A conference room in the Millennium hotel in Glasgow’s George Square. Some faces familiar because of their fame, others, reassuringly, because I know them from the local scene. The latter look how I feel; slightly out of place in this company, like they’re almost certain they’ve wandered into the wrong room. Nervous chatter of the kind you hear before any race, any where. Everyone insuring everyone else knows that they’ve had a cold, a niggle, an interrupted build-up to the race. And then Haile walks in, back arched slightly, chest out. His straight-legged walk is proud, heron-like. The Emperor is here. Silence descends.
Haile’s smile contrasts with the tension in the faces around him. Everyone else stretches, some using long elastic bands to loosen early-morning hamstrings, or paces around, or fiddles with safety pins. Haile goes to sleep. He carefully places a chair just the right distance from the wall, raises his legs on it, and has the twenty minute snooze of a man pleased with his morning of gardening: hands crossed on his chest, a look of contentment on his face. After twenty years at the top of his sport, he can afford to relax. The room remains respectfully quiet until he gets up, gives everyone a smile, and heads out to warm up. This is the cue for everyone else to head out for a jog, too. If it’s time for Haile, it must be time.
Haile warms up on his own, stretching out on a loop around the hotel, his pace gradually increasing. He bounces, yellow-clad in Adidas, past morning shoppers and people arriving for the race. Few people recognise him, those that do double-take as he streaks past. Back in the hotel some light stretching and we are led down to the start. The nerves that accumulated in the stuffy hotel room are dissipated by most with a few too many strides.

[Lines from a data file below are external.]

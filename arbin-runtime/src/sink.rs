//! Trace sinks
//!
//! The tracer hands every executed instruction to a [`TraceSink`] together with
//! the operands it resolved. Sinks only observe; register state is owned by the
//! tracer.

use crate::error::Result;
use arbin_disassembler::format;
use arbin_spec::{Header, Instruction, Reg, Value};
use std::io::Write;

/// Operands resolved while executing one instruction
#[derive(Debug, Clone, PartialEq, Eq)]
pub enum Resolved {
    /// LOAD_CONST: value decoded from the constant pool, written to `dest`
    Constant { dest: Reg, value: Value },
    /// DECLARE: name from the constant pool bound to the source register's value
    Binding { name: String, value: Value },
    /// LOAD_NULL: `dest` cleared
    Null { dest: Reg },
}

pub trait TraceSink {
    /// Called once before the first instruction
    fn header(&mut self, _header: &Header) -> Result<()> {
        Ok(())
    }

    /// Called after each instruction has been applied
    fn emit(&mut self, at: usize, instr: &Instruction, resolved: &Resolved) -> Result<()>;

    /// Called once after the last instruction
    fn finish(&mut self, _instructions: usize) -> Result<()> {
        Ok(())
    }
}

impl<S: TraceSink + ?Sized> TraceSink for &mut S {
    fn header(&mut self, header: &Header) -> Result<()> {
        (**self).header(header)
    }

    fn emit(&mut self, at: usize, instr: &Instruction, resolved: &Resolved) -> Result<()> {
        (**self).emit(at, instr, resolved)
    }

    fn finish(&mut self, instructions: usize) -> Result<()> {
        (**self).finish(instructions)
    }
}

/// Render a value for trace output: strings quoted, numbers bare
pub fn render_value(value: &Value) -> String {
    match value {
        Value::Null => "null".to_string(),
        Value::String(s) => format!("{:?}", s),
        Value::Number(n) => n.clone(),
    }
}

/// Render one trace line (without newline)
pub fn render_line(at: usize, instr: &Instruction, resolved: &Resolved) -> String {
    let note = match resolved {
        Resolved::Constant { dest, value } => format!("{} = {}", dest, render_value(value)),
        Resolved::Binding { name, value } => format!("let {} = {}", name, render_value(value)),
        Resolved::Null { dest } => format!("{} = null", dest),
    };
    format!("{:04X}  {:<32}  ; {}", at, format(instr), note)
}

/// Writes human-readable trace lines to any writer
#[derive(Debug)]
pub struct WriterSink<W: Write> {
    out: W,
}

impl<W: Write> WriterSink<W> {
    pub fn new(out: W) -> Self {
        Self { out }
    }

    pub fn into_inner(self) -> W {
        self.out
    }
}

impl<W: Write> TraceSink for WriterSink<W> {
    fn header(&mut self, header: &Header) -> Result<()> {
        writeln!(self.out, "{}", header)?;
        writeln!(self.out)?;
        Ok(())
    }

    fn emit(&mut self, at: usize, instr: &Instruction, resolved: &Resolved) -> Result<()> {
        writeln!(self.out, "{}", render_line(at, instr, resolved))?;
        Ok(())
    }

    fn finish(&mut self, _instructions: usize) -> Result<()> {
        self.out.flush()?;
        Ok(())
    }
}

/// One emitted trace event
#[derive(Debug, Clone, PartialEq, Eq)]
pub struct TraceRecord {
    pub at: usize,
    pub instruction: Instruction,
    pub resolved: Resolved,
}

/// Keeps every trace event in memory
#[derive(Debug, Clone, Default)]
pub struct RecordingSink {
    pub header: Option<Header>,
    pub records: Vec<TraceRecord>,
    pub finished: bool,
}

impl RecordingSink {
    pub fn new() -> Self {
        Self::default()
    }

    /// Names bound by DECLARE, in order
    pub fn bindings(&self) -> impl Iterator<Item = (&str, &Value)> {
        self.records.iter().filter_map(|r| match &r.resolved {
            Resolved::Binding { name, value } => Some((name.as_str(), value)),
            _ => None,
        })
    }
}

impl TraceSink for RecordingSink {
    fn header(&mut self, header: &Header) -> Result<()> {
        self.header = Some(header.clone());
        Ok(())
    }

    fn emit(&mut self, at: usize, instr: &Instruction, resolved: &Resolved) -> Result<()> {
        self.records.push(TraceRecord {
            at,
            instruction: *instr,
            resolved: resolved.clone(),
        });
        Ok(())
    }

    fn finish(&mut self, _instructions: usize) -> Result<()> {
        self.finished = true;
        Ok(())
    }
}
//! Disassembler errors

use arbin_spec::{ErrorKind, Opcode};
use thiserror::Error;

#[derive(Debug, Error)]
pub enum DisassemblerError {
    #[error("Unknown opcode {tag:#x} at word {at}")]
    UnknownOpcode { tag: u64, at: usize },

    #[error("Unknown type tag {tag:#x} at word {at}")]
    UnknownTypeTag { tag: u64, at: usize },

    #[error("Unsupported opcode {opcode} at word {at}: no operand layout defined")]
    UnsupportedOpcode { opcode: Opcode, at: usize },

    #[error("Truncated {opcode} at word {at}: needs {needed} operand words, {available} left")]
    TruncatedInstruction {
        opcode: Opcode,
        at: usize,
        needed: usize,
        available: usize,
    },

    #[error("Decode cursor {at} is past the end of the bytecode ({len} words)")]
    CursorOutOfRange { at: usize, len: usize },
}

impl DisassemblerError {
    /// Category of this error
    pub fn kind(&self) -> ErrorKind {
        match self {
            DisassemblerError::UnknownOpcode { .. } => ErrorKind::UnknownOpcode,
            DisassemblerError::UnknownTypeTag { .. } => ErrorKind::UnknownTypeTag,
            DisassemblerError::UnsupportedOpcode { .. } => ErrorKind::Unsupported,
            DisassemblerError::TruncatedInstruction { .. }
            | DisassemblerError::CursorOutOfRange { .. } => ErrorKind::Format,
        }
    }
}

pub type Result<T> = std::result::Result<T, DisassemblerError>;
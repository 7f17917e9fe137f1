//! Instruction formatting to assembly text

use arbin_spec::Instruction;

/// Format instruction as assembly text
pub fn format(instr: &Instruction) -> String {
    match instr {
        Instruction::LoadConst {
            dest,
            type_tag,
            constant,
        } => format!("load_const {}, {} {}", dest, type_tag, constant),
        Instruction::Declare { name, source } => format!("declare {}, {}", name, source),
        Instruction::LoadNull { dest } => format!("load_null {}", dest),
    }
}

/// Format instruction words as space-separated hex
pub fn format_words(words: &[u64]) -> String {
    words
        .iter()
        .map(|w| format!("{:X}", w))
        .collect::<Vec<_>>()
        .join(" ")
}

More nervy chatter, but mostly the other top runners are looking inward now, focusing on the thirteen miles of Glaswegian road to come. The start is up St. Vincent street, a gradually rising hill which tapers to a blind summit. We peer up the hill, trying to size it up.
The start line: spectators lean over barriers, TV crew members mill purposefully, myriad beeping from the timing mat. A barrier forty metres from the start creates a pen. The elite athletes form a jumpy herd, moving now for the sake of movement, their warm-ups complete. Haile, meanwhile, arrives at the start line last. He gives a regal wave, does a casual stride. He obliges, first, all those who want to take his photo on the way to the start. He wishes other runners good luck, hoists a child into the air for a father’s iphone. Like a politician, his smile never wavers. Unlike a politician, his smile is genuine, infectious.
We are told that the race is to be delayed by fifteen minutes due to problems on the course. Much muttering, much worrying about putting tracksuit tops back on and jogging to stay warm. Not from Haile. He shrugs, then gets up onto the start podium to do an interview to pass the time. He is completely unconcerned by the delay. Rather than wasting energy jogging he chats for a while then dances. He performs a series of arm-swinging maneuvers to limber up, some hip twisting and he’s ready.
Just over an hour and six minutes later I learn that Haile finished roughly a mile ahead of me, running the fastest half-marathon ever on Scottish soil. Clearly his relaxed approach did him no harm at all. I did manage to scrape onto the results page on the BBC for the first time though, and took a minute and twenty seconds off my best for the half marathon, running 1.06.52, so I was very pleased with my run.
The advice my coach gave me going into the race was simple. ‘I think I’ve said before that you have to think of the marathon as three ten-mile sections,’ he said. ‘The half marathon is the same. You want to think in terms of three five-mile segments. After ten miles it’s probably going to start getting quite hard.’ He also pointed out that in longer races it is normal to go through a bad patch. This is almost as likely to happen after three miles as after nine, and you have to be ready for it psychologically, assured that you will come out of the other side running strongly.
Bearing this in mind, I set off to run at five minutes five seconds per mile, reasoning that I was in shape to run around 66.30. At around five miles I realised I was having to work pretty hard to stay with Anthony Ford and Ross Houston, so I let a bit of a gap develop and tried to stay relaxed. Backing off a bit and running my own pace paid off, as I realised at eight miles that Ross was coming back to me. I focused on running tall, fixing my eyes on the back of his vest to prevent my head from dropping and willing the gap between us to contract.
At ten miles I finally caught him and put in a bit of an effort to go straight past. I managed to build a bit of a gap on him by eleven miles before I started to really feel like I was working. I had a coffee with Charlie Spedding last week, and he said that when it starts to get hard in longer races there is a temptation to disassociate, to try to take your mind off the effort of running hard. He said that he always felt it was better to do the opposite, to really focus on the mechanics of your running, to concentrate on running upright, on maintaining your form and on telling yourself that you are running well and strongly.
By the last mile, I was very aware of blood pounding in my temples, which seemed to be in time with the rhythm banged out by the spectators on the barriers lining the course. I tried to use this beat to increase my turnover, but I don’t think I was really able to pick it up too much. I was relieved to see the line, relieved to break 67 minutes.